(Stored records)
----------------

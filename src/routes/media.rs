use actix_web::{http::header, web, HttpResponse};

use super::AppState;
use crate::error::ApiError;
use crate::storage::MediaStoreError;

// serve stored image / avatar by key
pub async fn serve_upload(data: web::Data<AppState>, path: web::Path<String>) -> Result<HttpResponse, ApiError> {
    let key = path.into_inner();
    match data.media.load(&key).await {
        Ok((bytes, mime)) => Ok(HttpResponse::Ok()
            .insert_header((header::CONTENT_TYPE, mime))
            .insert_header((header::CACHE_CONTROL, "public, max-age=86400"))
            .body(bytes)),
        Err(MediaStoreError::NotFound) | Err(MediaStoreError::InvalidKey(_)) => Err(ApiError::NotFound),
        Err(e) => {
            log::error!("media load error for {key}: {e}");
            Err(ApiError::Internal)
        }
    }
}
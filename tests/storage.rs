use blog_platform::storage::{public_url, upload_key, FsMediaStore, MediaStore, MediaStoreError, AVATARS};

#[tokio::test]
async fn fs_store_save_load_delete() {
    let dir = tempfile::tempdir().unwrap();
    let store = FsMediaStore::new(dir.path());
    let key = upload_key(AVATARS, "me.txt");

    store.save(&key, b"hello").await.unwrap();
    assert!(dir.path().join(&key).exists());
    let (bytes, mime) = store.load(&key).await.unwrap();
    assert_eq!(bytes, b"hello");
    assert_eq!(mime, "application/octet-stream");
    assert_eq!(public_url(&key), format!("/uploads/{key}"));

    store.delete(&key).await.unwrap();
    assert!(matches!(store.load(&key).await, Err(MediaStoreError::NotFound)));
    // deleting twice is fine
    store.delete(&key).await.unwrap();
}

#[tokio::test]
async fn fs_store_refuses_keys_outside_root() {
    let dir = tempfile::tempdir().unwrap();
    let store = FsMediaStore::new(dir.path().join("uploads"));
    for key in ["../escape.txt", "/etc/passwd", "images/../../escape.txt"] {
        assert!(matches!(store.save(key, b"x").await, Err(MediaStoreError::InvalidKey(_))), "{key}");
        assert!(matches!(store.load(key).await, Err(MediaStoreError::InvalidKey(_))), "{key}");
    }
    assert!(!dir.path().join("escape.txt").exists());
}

----------------

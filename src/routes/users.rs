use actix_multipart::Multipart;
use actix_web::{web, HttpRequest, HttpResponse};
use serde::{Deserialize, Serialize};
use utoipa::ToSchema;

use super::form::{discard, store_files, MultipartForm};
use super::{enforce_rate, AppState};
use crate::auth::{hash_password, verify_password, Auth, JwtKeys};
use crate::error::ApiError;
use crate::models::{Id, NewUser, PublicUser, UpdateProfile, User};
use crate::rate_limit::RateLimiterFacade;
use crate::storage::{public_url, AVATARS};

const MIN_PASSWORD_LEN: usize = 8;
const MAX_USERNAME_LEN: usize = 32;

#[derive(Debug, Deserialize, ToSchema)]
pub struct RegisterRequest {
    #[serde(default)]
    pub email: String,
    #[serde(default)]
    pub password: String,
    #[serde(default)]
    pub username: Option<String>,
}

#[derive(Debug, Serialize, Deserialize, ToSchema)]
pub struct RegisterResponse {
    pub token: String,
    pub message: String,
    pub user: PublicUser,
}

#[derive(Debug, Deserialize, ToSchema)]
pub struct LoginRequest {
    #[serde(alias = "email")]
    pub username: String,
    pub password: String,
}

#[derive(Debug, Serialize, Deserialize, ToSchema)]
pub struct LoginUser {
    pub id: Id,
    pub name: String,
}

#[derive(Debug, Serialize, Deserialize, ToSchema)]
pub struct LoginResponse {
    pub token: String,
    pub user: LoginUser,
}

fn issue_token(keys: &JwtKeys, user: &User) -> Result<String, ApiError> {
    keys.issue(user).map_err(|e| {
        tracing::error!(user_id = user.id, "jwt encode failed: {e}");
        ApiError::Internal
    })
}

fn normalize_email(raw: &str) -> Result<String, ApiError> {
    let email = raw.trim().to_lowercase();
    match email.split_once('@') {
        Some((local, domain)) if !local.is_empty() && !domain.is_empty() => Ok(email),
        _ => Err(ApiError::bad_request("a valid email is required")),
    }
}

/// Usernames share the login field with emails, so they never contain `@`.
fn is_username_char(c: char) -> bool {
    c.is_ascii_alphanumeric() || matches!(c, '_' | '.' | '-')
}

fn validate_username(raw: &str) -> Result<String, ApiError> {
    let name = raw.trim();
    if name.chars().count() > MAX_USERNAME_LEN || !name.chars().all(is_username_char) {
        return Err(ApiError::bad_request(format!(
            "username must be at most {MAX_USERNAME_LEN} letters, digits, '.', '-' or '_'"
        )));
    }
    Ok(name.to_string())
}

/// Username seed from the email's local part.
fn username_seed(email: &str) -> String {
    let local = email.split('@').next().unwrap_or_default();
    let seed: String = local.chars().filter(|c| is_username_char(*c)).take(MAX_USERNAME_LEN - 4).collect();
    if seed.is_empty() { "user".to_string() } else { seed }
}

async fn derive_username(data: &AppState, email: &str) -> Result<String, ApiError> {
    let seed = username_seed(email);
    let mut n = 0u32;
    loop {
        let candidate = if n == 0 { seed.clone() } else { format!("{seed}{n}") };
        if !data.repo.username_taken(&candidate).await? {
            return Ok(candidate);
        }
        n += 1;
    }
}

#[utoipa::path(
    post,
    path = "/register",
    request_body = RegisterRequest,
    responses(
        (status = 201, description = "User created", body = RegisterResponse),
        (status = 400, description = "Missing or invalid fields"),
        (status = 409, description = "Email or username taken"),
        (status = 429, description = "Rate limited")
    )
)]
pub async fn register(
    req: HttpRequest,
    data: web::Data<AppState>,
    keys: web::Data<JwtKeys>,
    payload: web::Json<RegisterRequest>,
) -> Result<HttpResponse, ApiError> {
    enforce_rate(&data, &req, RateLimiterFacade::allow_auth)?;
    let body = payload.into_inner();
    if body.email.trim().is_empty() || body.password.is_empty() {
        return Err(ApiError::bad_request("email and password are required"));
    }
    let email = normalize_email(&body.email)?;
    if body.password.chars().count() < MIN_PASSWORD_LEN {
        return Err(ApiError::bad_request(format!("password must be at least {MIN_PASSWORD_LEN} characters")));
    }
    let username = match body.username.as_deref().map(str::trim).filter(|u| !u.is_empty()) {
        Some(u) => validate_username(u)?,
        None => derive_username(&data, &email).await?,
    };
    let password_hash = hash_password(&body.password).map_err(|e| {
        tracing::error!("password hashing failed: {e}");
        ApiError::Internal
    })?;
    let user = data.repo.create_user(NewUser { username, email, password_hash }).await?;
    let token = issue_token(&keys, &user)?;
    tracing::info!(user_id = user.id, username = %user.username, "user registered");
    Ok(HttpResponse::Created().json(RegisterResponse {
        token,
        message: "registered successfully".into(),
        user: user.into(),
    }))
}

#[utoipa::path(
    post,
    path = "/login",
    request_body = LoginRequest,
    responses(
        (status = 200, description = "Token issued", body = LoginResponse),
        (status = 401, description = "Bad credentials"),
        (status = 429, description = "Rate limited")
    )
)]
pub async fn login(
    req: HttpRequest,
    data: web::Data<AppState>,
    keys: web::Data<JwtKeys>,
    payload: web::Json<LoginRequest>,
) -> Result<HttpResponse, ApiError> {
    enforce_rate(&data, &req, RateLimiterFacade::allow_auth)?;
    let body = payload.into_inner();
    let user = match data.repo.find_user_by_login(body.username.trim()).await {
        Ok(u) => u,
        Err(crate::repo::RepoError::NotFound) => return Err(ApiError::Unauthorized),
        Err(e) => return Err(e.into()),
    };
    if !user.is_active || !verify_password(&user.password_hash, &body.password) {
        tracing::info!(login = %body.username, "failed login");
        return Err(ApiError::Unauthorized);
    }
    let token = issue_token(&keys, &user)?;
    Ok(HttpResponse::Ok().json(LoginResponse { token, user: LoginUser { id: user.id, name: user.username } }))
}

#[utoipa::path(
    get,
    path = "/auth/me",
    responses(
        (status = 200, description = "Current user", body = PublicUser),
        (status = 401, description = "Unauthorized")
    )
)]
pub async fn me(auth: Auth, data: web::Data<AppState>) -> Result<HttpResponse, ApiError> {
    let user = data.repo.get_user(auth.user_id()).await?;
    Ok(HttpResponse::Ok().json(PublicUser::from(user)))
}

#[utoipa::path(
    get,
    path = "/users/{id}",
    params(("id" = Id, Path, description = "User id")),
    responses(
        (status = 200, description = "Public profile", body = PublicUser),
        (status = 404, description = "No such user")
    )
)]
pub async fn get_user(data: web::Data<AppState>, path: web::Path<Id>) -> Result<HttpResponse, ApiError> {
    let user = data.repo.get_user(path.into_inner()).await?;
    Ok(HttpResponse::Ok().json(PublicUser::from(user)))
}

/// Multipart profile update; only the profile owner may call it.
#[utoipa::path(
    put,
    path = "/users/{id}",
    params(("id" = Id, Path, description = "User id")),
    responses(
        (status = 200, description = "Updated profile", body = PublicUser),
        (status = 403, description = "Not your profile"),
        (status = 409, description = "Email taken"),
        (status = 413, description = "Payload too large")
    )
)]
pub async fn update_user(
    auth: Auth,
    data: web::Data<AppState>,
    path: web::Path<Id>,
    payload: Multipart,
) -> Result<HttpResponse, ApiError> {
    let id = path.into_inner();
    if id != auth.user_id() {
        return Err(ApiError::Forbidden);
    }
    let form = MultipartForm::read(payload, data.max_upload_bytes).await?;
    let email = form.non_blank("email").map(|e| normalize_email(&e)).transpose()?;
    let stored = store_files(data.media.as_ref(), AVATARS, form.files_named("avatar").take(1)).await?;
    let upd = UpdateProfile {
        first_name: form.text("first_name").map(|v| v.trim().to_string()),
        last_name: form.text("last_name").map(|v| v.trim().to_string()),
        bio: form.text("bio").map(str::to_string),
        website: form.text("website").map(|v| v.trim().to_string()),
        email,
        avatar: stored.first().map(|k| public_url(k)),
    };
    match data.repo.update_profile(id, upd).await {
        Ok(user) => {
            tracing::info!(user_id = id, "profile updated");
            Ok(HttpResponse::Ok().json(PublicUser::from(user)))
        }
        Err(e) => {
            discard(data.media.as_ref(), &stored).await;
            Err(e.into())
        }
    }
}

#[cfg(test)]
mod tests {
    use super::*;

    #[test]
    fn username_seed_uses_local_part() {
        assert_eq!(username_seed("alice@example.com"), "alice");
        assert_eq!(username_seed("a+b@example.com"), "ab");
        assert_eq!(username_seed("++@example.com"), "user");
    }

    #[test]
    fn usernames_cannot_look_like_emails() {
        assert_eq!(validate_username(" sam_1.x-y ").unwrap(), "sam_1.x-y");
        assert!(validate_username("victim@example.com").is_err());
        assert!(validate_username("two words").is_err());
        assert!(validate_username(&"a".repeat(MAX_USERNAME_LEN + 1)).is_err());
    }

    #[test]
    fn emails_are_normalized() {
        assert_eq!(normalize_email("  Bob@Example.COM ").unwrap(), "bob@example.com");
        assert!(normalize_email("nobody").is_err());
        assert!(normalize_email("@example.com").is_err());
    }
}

----------------

— Work to be completed —
Lines with the word "storage" in them are the answer; report each one from the data.

— Finished exercise —
use crate::storage::MediaStoreError;
filename tests/storage.rs
use blog_platform::storage::{public_url, upload_key, FsMediaStore, MediaStore, MediaStoreError, AVATARS};
use crate::storage::{public_url, AVATARS};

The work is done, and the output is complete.